[Items from a data source]
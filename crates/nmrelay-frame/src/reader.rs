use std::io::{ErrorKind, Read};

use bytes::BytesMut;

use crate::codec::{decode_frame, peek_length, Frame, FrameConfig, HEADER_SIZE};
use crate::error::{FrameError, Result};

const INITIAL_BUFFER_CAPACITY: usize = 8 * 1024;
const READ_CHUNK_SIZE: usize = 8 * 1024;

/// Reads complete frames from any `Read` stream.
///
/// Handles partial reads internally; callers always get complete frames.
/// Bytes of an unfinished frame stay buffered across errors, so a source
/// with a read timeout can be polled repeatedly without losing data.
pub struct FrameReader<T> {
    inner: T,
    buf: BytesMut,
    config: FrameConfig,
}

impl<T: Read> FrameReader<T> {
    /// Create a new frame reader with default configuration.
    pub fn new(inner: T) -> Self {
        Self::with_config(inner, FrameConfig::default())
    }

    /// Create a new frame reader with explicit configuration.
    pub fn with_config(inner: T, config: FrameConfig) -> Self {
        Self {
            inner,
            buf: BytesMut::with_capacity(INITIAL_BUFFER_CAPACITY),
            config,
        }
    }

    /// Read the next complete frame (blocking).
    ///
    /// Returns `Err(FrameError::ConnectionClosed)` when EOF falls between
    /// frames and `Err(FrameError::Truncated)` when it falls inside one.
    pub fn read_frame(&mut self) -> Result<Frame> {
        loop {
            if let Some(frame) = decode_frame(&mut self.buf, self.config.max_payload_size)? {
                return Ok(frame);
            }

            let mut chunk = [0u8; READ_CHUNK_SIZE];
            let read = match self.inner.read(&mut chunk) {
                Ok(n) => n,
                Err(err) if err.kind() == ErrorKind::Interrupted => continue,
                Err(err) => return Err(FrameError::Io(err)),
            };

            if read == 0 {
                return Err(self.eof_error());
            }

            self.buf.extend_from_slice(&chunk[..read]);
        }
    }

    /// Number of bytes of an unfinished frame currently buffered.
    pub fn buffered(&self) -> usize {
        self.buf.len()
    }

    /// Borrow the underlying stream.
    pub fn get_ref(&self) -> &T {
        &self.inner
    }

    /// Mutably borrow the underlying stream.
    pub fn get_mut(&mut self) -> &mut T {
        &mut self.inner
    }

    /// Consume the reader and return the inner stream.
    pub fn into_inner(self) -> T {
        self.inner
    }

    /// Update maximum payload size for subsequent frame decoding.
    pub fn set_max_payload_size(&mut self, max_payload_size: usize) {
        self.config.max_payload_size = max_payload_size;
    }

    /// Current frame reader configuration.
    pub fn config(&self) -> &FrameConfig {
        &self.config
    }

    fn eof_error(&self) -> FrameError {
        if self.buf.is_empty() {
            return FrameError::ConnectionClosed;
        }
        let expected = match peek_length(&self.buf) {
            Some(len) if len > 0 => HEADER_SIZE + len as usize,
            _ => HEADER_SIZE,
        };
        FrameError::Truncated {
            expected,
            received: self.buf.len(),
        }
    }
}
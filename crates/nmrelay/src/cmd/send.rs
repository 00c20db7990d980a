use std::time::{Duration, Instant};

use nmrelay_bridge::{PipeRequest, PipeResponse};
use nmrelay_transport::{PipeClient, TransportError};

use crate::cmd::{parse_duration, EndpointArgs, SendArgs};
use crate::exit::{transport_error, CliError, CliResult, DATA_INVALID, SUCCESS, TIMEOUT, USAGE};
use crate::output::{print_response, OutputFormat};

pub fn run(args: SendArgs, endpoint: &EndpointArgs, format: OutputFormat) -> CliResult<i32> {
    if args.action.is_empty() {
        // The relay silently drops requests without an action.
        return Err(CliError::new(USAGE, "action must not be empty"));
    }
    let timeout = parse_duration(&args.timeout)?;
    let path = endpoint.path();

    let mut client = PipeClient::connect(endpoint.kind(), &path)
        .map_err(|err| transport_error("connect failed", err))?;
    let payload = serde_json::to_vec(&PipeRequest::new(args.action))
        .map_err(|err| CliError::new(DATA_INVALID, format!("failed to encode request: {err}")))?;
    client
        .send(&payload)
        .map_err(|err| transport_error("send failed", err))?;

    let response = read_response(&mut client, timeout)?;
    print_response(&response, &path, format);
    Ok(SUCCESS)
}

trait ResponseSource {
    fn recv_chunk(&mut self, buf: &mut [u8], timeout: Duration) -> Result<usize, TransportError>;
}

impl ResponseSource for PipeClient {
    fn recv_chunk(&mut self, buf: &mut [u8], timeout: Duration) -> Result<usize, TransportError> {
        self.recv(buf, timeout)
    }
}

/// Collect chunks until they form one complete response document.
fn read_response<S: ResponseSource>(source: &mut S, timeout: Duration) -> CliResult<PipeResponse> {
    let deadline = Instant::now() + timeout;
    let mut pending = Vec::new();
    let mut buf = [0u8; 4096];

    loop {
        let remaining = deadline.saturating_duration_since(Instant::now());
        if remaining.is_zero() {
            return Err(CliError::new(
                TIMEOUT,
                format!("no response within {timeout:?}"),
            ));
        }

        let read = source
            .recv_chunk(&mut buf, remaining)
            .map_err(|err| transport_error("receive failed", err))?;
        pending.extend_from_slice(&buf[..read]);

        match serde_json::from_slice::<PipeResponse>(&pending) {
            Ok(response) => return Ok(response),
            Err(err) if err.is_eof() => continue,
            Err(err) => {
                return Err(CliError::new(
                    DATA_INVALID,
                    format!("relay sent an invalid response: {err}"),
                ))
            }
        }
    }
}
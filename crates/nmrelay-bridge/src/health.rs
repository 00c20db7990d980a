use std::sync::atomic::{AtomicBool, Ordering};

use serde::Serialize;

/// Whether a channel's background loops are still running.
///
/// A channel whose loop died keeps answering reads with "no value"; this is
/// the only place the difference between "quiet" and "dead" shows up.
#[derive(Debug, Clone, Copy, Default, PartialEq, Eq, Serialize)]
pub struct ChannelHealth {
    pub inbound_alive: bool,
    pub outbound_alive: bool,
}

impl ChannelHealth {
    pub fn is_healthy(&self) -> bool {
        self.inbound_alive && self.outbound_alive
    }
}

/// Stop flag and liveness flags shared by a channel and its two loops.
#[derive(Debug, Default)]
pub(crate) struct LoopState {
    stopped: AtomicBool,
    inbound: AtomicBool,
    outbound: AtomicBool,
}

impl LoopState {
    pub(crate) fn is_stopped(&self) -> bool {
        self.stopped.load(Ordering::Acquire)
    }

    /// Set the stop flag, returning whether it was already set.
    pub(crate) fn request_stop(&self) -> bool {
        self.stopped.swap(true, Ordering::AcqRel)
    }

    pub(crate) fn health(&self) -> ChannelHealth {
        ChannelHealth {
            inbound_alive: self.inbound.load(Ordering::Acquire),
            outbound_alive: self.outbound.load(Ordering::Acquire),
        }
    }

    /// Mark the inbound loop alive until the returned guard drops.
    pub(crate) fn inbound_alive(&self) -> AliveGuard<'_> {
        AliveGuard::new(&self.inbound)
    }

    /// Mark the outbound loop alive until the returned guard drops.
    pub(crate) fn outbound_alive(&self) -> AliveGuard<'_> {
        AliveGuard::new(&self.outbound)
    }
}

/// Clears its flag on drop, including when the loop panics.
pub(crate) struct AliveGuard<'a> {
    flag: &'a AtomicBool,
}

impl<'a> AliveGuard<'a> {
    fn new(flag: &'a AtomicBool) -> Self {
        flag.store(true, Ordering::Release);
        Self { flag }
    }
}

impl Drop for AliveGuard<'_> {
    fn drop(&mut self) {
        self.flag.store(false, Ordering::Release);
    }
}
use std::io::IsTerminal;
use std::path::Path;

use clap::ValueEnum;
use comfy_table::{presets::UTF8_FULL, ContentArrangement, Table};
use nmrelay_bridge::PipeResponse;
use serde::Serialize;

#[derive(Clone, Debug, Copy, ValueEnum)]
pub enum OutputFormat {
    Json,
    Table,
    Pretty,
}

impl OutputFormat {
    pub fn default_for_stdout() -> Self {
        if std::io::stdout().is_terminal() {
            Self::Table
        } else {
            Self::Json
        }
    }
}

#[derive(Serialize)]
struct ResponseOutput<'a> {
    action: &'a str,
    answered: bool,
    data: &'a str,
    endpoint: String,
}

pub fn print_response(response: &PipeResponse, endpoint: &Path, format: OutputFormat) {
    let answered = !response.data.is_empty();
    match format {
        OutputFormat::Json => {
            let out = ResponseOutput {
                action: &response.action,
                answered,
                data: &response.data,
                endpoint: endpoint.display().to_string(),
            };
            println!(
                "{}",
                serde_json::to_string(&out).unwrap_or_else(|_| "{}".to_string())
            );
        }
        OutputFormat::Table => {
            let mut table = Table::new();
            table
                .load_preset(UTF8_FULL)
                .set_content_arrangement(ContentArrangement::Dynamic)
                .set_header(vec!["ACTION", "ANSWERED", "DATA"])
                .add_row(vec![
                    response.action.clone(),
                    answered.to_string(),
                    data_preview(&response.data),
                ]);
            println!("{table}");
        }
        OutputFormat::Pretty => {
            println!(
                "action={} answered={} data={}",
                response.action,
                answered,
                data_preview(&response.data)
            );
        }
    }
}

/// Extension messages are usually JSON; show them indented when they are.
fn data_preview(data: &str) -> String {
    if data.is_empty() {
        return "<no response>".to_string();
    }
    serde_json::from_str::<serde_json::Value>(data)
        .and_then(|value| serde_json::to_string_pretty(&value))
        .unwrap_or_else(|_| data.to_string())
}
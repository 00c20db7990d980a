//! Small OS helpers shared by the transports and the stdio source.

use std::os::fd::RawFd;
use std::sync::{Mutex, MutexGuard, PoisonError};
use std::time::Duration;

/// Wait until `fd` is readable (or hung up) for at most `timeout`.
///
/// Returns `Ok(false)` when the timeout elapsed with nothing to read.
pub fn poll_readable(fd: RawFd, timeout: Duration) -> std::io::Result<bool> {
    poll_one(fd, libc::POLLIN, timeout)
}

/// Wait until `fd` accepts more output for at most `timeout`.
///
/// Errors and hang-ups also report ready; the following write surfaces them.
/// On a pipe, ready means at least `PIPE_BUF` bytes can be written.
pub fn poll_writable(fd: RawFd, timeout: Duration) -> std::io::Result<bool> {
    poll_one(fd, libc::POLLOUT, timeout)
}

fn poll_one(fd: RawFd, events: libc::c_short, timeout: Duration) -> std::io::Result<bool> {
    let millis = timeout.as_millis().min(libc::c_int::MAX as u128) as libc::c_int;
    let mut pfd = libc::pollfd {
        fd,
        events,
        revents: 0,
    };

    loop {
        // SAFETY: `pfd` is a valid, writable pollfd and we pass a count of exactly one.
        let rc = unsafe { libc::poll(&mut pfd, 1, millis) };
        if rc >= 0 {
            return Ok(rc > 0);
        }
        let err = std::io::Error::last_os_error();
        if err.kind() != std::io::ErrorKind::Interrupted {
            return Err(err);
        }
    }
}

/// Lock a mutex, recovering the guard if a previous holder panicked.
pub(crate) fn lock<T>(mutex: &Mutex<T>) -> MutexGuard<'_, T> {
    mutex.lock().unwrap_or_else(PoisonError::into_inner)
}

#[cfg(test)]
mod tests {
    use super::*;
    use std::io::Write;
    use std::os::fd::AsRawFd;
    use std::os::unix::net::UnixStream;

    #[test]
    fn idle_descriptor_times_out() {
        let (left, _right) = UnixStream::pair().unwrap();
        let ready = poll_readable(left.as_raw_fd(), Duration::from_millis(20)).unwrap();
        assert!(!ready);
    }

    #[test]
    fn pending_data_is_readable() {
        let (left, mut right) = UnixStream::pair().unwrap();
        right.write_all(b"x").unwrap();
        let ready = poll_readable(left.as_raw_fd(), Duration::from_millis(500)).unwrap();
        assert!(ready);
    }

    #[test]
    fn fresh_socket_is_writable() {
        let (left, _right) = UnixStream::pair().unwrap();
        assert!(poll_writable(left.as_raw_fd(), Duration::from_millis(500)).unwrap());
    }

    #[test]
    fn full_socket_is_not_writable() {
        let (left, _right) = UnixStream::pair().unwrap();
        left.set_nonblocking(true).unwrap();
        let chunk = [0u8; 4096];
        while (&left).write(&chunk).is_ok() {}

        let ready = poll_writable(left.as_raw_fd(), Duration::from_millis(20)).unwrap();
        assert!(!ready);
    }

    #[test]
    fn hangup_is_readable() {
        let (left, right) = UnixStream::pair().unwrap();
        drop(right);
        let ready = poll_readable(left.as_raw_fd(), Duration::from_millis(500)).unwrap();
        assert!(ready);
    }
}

--- WHAT IS NEEDED ---
For the records above, state how many lines contain "AtomicBool". Add nothing to the number.

--- EXERCISE RESULT ---
6